** Opening RECORDS FOR THIS EXERCISE block **

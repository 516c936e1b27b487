//! Request, data-source classification and the sourced-data variants.
//!
//! A request is classified exactly once ([`AnalysisRequest::classify`]);
//! the resulting [`DataSourceType`] decides which tool sources the data and
//! travels with the [`SourcedData`] for the rest of the pipeline.

use std::fmt;

use once_cell::sync::Lazy;
use regex::Regex;
use serde::{Deserialize, Deserializer, Serialize};
use serde_json::{json, Value};

use crate::error::Result;
use crate::output_parser::parse_json;
use crate::tools::data_reader::FileData;
use crate::tools::web_scraper::WebPage;

/// An uploaded file.
#[derive(Debug, Clone, PartialEq, Eq)]
pub struct DataFile {
    pub filename: String,
    pub content: Vec<u8>,
}

impl DataFile {
    pub fn new(filename: impl Into<String>, content: impl Into<Vec<u8>>) -> Self {
        Self {
            filename: filename.into(),
            content: content.into(),
        }
    }
}

/// One analysis request. Immutable once handed to the agent.
///
/// # Example
///
/// ```
/// use llm_agent::source::{AnalysisRequest, DataSourceType};
///
/// let request = AnalysisRequest::new("Summarize www.example.com");
/// assert_eq!(request.classify(), DataSourceType::UrlInText);
///
/// let request = AnalysisRequest::new("How many rows?").with_file("sales.csv", b"a,b\n1,2\n".to_vec());
/// assert_eq!(request.classify(), DataSourceType::File);
/// ```
#[derive(Debug, Clone, Default)]
pub struct AnalysisRequest {
    pub questions: String,
    pub data_files: Vec<DataFile>,
    pub data_url: Option<String>,
}

impl AnalysisRequest {
    pub fn new(questions: impl Into<String>) -> Self {
        Self {
            questions: questions.into(),
            ..Self::default()
        }
    }

    pub fn with_file(mut self, filename: impl Into<String>, content: impl Into<Vec<u8>>) -> Self {
        self.data_files.push(DataFile::new(filename, content));
        self
    }

    pub fn with_url(mut self, url: impl Into<String>) -> Self {
        self.data_url = Some(url.into());
        self
    }

    /// The explicit data URL, if one was given and is not blank.
    pub fn explicit_url(&self) -> Option<&str> {
        self.data_url
            .as_deref()
            .map(str::trim)
            .filter(|u| !u.is_empty())
    }

    /// Decide where this request's data comes from.
    ///
    /// An explicit URL wins over files, files win over a URL mentioned in
    /// the question text.
    pub fn classify(&self) -> DataSourceType {
        if self.explicit_url().is_some() {
            return DataSourceType::Url;
        }
        if !self.data_files.is_empty() {
            return DataSourceType::File;
        }
        let lowered = self.questions.to_lowercase();
        if lowered.contains("http") || lowered.contains("www.") {
            DataSourceType::UrlInText
        } else {
            DataSourceType::TextOnly
        }
    }
}

/// Where a request's analysis data comes from.
#[derive(Debug, Clone, Copy, PartialEq, Eq, Hash, Serialize, Deserialize)]
#[serde(rename_all = "snake_case")]
pub enum DataSourceType {
    Url,
    File,
    UrlInText,
    TextOnly,
}

impl DataSourceType {
    pub fn as_str(self) -> &'static str {
        match self {
            DataSourceType::Url => "url",
            DataSourceType::File => "file",
            DataSourceType::UrlInText => "url_in_text",
            DataSourceType::TextOnly => "text_only",
        }
    }

    pub fn parse(s: &str) -> Option<Self> {
        match s {
            "url" => Some(DataSourceType::Url),
            "file" => Some(DataSourceType::File),
            "url_in_text" => Some(DataSourceType::UrlInText),
            "text_only" => Some(DataSourceType::TextOnly),
            _ => None,
        }
    }

    /// Whether data for this source is fetched from the web.
    pub fn is_web(self) -> bool {
        matches!(self, DataSourceType::Url | DataSourceType::UrlInText)
    }
}

impl fmt::Display for DataSourceType {
    fn fmt(&self, f: &mut fmt::Formatter<'_>) -> fmt::Result {
        f.write_str(self.as_str())
    }
}

static URL_PATTERN: Lazy<Regex> = Lazy::new(|| {
    Regex::new(r#"https?://[^\s<>"{}|\\^`\[\]]+"#).expect("URL pattern is valid")
});

/// First `http(s)://` URL in `text`, without trailing sentence punctuation.
///
/// # Example
///
/// ```
/// use llm_agent::source::extract_url;
///
/// assert_eq!(
///     extract_url("Scrape https://example.com/table. Then plot it."),
///     Some("https://example.com/table".to_string())
/// );
/// assert_eq!(extract_url("see www.example.com"), None);
/// ```
pub fn extract_url(text: &str) -> Option<String> {
    URL_PATTERN
        .find_iter(text)
        .map(|m| m.as_str().trim_end_matches(|c| ".,;:!?)'".contains(c)))
        .find(|url| !url.ends_with("://"))
        .map(str::to_string)
}

/// The model's plan for answering the question.
#[derive(Debug, Clone, PartialEq, Serialize, Deserialize)]
pub struct TaskPlan {
    pub plan: String,
    #[serde(default, deserialize_with = "steps_as_text")]
    pub steps: Vec<String>,
}

/// Accept steps as strings or as arbitrary JSON values (kept as JSON text).
fn steps_as_text<'de, D>(deserializer: D) -> std::result::Result<Vec<String>, D::Error>
where
    D: Deserializer<'de>,
{
    let raw = Option::<Vec<Value>>::deserialize(deserializer)?.unwrap_or_default();
    Ok(raw
        .into_iter()
        .map(|step| match step {
            Value::String(s) => s,
            other => other.to_string(),
        })
        .collect())
}

impl TaskPlan {
    /// Parse a model reply. A reply that does not contain a plan object is
    /// kept verbatim as `plan` with no steps.
    pub fn from_reply(reply: &str) -> Self {
        parse_json::<TaskPlan>(reply).unwrap_or_else(|_| TaskPlan {
            plan: reply.to_string(),
            steps: Vec::new(),
        })
    }
}

/// Data gathered for a request, one case per source shape.
#[derive(Debug, Clone, PartialEq)]
pub enum SourcedData {
    Web(WebPage),
    File(FileData),
    Files(Vec<FileData>),
    TextOnly,
}

impl SourcedData {
    /// JSON form handed to tools and injected into generated programs.
    ///
    /// `TextOnly` becomes `{"type": "text", "content": ""}`.
    pub fn to_value(&self) -> Result<Value> {
        Ok(match self {
            SourcedData::Web(page) => serde_json::to_value(page)?,
            SourcedData::File(file) => serde_json::to_value(file)?,
            SourcedData::Files(files) => serde_json::to_value(files)?,
            SourcedData::TextOnly => json!({"type": "text", "content": ""}),
        })
    }

    /// Rebuild sourced data from its JSON form and the source type that
    /// produced it.
    pub fn from_parts(source_type: DataSourceType, value: Value) -> Result<Self> {
        Ok(match source_type {
            DataSourceType::Url | DataSourceType::UrlInText => {
                SourcedData::Web(serde_json::from_value(value)?)
            }
            DataSourceType::File => match value {
                Value::Array(_) => SourcedData::Files(serde_json::from_value(value)?),
                other => SourcedData::File(serde_json::from_value(other)?),
            },
            DataSourceType::TextOnly => SourcedData::TextOnly,
        })
    }

    pub fn kind(&self) -> &'static str {
        match self {
            SourcedData::Web(_) => "web",
            SourcedData::File(_) => "file",
            SourcedData::Files(_) => "files",
            SourcedData::TextOnly => "text_only",
        }
    }
}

** Closing RECORDS FOR THIS EXERCISE block **

Produce the entries again, character for character.

YOUR RESPONSE =>
repository 516c936e1b27b487
//! Request, data-source classification and the sourced-data variants.
//!
//! A request is classified exactly once ([`AnalysisRequest::classify`]);
//! the resulting [`DataSourceType`] decides which tool sources the data and
//! travels with the [`SourcedData`] for the rest of the pipeline.

use std::fmt;

use once_cell::sync::Lazy;
use regex::Regex;
use serde::{Deserialize, Deserializer, Serialize};
use serde_json::{json, Value};

use crate::error::Result;
use crate::output_parser::parse_json;
use crate::tools::data_reader::FileData;
use crate::tools::web_scraper::WebPage;

/// An uploaded file.
#[derive(Debug, Clone, PartialEq, Eq)]
pub struct DataFile {
    pub filename: String,
    pub content: Vec<u8>,
}

impl DataFile {
    pub fn new(filename: impl Into<String>, content: impl Into<Vec<u8>>) -> Self {
        Self {
            filename: filename.into(),
            content: content.into(),
        }
    }
}

/// One analysis request. Immutable once handed to the agent.
///
/// # Example
///
/// ```
/// use llm_agent::source::{AnalysisRequest, DataSourceType};
///
/// let request = AnalysisRequest::new("Summarize www.example.com");
/// assert_eq!(request.classify(), DataSourceType::UrlInText);
///
/// let request = AnalysisRequest::new("How many rows?").with_file("sales.csv", b"a,b\n1,2\n".to_vec());
/// assert_eq!(request.classify(), DataSourceType::File);
/// ```
#[derive(Debug, Clone, Default)]
pub struct AnalysisRequest {
    pub questions: String,
    pub data_files: Vec<DataFile>,
    pub data_url: Option<String>,
}

impl AnalysisRequest {
    pub fn new(questions: impl Into<String>) -> Self {
        Self {
            questions: questions.into(),
            ..Self::default()
        }
    }

    pub fn with_file(mut self, filename: impl Into<String>, content: impl Into<Vec<u8>>) -> Self {
        self.data_files.push(DataFile::new(filename, content));
        self
    }

    pub fn with_url(mut self, url: impl Into<String>) -> Self {
        self.data_url = Some(url.into());
        self
    }

    /// The explicit data URL, if one was given and is not blank.
    pub fn explicit_url(&self) -> Option<&str> {
        self.data_url
            .as_deref()
            .map(str::trim)
            .filter(|u| !u.is_empty())
    }

    /// Decide where this request's data comes from.
    ///
    /// An explicit URL wins over files, files win over a URL mentioned in
    /// the question text.
    pub fn classify(&self) -> DataSourceType {
        if self.explicit_url().is_some() {
            return DataSourceType::Url;
        }
        if !self.data_files.is_empty() {
            return DataSourceType::File;
        }
        let lowered = self.questions.to_lowercase();
        if lowered.contains("http") || lowered.contains("www.") {
            DataSourceType::UrlInText
        } else {
            DataSourceType::TextOnly
        }
    }
}

/// Where a request's analysis data comes from.
#[derive(Debug, Clone, Copy, PartialEq, Eq, Hash, Serialize, Deserialize)]
#[serde(rename_all = "snake_case")]
pub enum DataSourceType {
    Url,
    File,
    UrlInText,
    TextOnly,
}

impl DataSourceType {
    pub fn as_str(self) -> &'static str {
        match self {
            DataSourceType::Url => "url",
            DataSourceType::File => "file",
            DataSourceType::UrlInText => "url_in_text",
            DataSourceType::TextOnly => "text_only",
        }
    }

    pub fn parse(s: &str) -> Option<Self> {
        match s {
            "url" => Some(DataSourceType::Url),
            "file" => Some(DataSourceType::File),
            "url_in_text" => Some(DataSourceType::UrlInText),
            "text_only" => Some(DataSourceType::TextOnly),
            _ => None,
        }
    }

    /// Whether data for this source is fetched from the web.
    pub fn is_web(self) -> bool {
        matches!(self, DataSourceType::Url | DataSourceType::UrlInText)
    }
}

impl fmt::Display for DataSourceType {
    fn fmt(&self, f: &mut fmt::Formatter<'_>) -> fmt::Result {
        f.write_str(self.as_str())
    }
}

static URL_PATTERN: Lazy<Regex> = Lazy::new(|| {
    Regex::new(r#"https?://[^\s<>"{}|\\^`\[\]]+"#).expect("URL pattern is valid")
});

/// First `http(s)://` URL in `text`, without trailing sentence punctuation.
///
/// # Example
///
/// ```
/// use llm_agent::source::extract_url;
///
/// assert_eq!(
///     extract_url("Scrape https://example.com/table. Then plot it."),
///     Some("https://example.com/table".to_string())
/// );
/// assert_eq!(extract_url("see www.example.com"), None);
/// ```
pub fn extract_url(text: &str) -> Option<String> {
    URL_PATTERN
        .find_iter(text)
        .map(|m| m.as_str().trim_end_matches(|c| ".,;:!?)'".contains(c)))
        .find(|url| !url.ends_with("://"))
        .map(str::to_string)
}

/// The model's plan for answering the question.
#[derive(Debug, Clone, PartialEq, Serialize, Deserialize)]
pub struct TaskPlan {
    pub plan: String,
    #[serde(default, deserialize_with = "steps_as_text")]
    pub steps: Vec<String>,
}

/// Accept steps as strings or as arbitrary JSON values (kept as JSON text).
fn steps_as_text<'de, D>(deserializer: D) -> std::result::Result<Vec<String>, D::Error>
where
    D: Deserializer<'de>,
{
    let raw = Option::<Vec<Value>>::deserialize(deserializer)?.unwrap_or_default();
    Ok(raw
        .into_iter()
        .map(|step| match step {
            Value::String(s) => s,
            other => other.to_string(),
        })
        .collect())
}

impl TaskPlan {
    /// Parse a model reply. A reply that does not contain a plan object is
    /// kept verbatim as `plan` with no steps.
    pub fn from_reply(reply: &str) -> Self {
        parse_json::<TaskPlan>(reply).unwrap_or_else(|_| TaskPlan {
            plan: reply.to_string(),
            steps: Vec::new(),
        })
    }
}

/// Data gathered for a request, one case per source shape.
#[derive(Debug, Clone, PartialEq)]
pub enum SourcedData {
    Web(WebPage),
    File(FileData),
    Files(Vec<FileData>),
    TextOnly,
}

impl SourcedData {
    /// JSON form handed to tools and injected into generated programs.
    ///
    /// `TextOnly` becomes `{"type": "text", "content": ""}`.
    pub fn to_value(&self) -> Result<Value> {
        Ok(match self {
            SourcedData::Web(page) => serde_json::to_value(page)?,
            SourcedData::File(file) => serde_json::to_value(file)?,
            SourcedData::Files(files) => serde_json::to_value(files)?,
            SourcedData::TextOnly => json!({"type": "text", "content": ""}),
        })
    }

    /// Rebuild sourced data from its JSON form and the source type that
    /// produced it.
    pub fn from_parts(source_type: DataSourceType, value: Value) -> Result<Self> {
        Ok(match source_type {
            DataSourceType::Url | DataSourceType::UrlInText => {
                SourcedData::Web(serde_json::from_value(value)?)
            }
            DataSourceType::File => match value {
                Value::Array(_) => SourcedData::Files(serde_json::from_value(value)?),
                other => SourcedData::File(serde_json::from_value(other)?),
            },
            DataSourceType::TextOnly => SourcedData::TextOnly,
        })
    }

    pub fn kind(&self) -> &'static str {
        match self {
            SourcedData::Web(_) => "web",
            SourcedData::File(_) => "file",
            SourcedData::Files(_) => "files",
            SourcedData::TextOnly => "text_only",
        }
    }
}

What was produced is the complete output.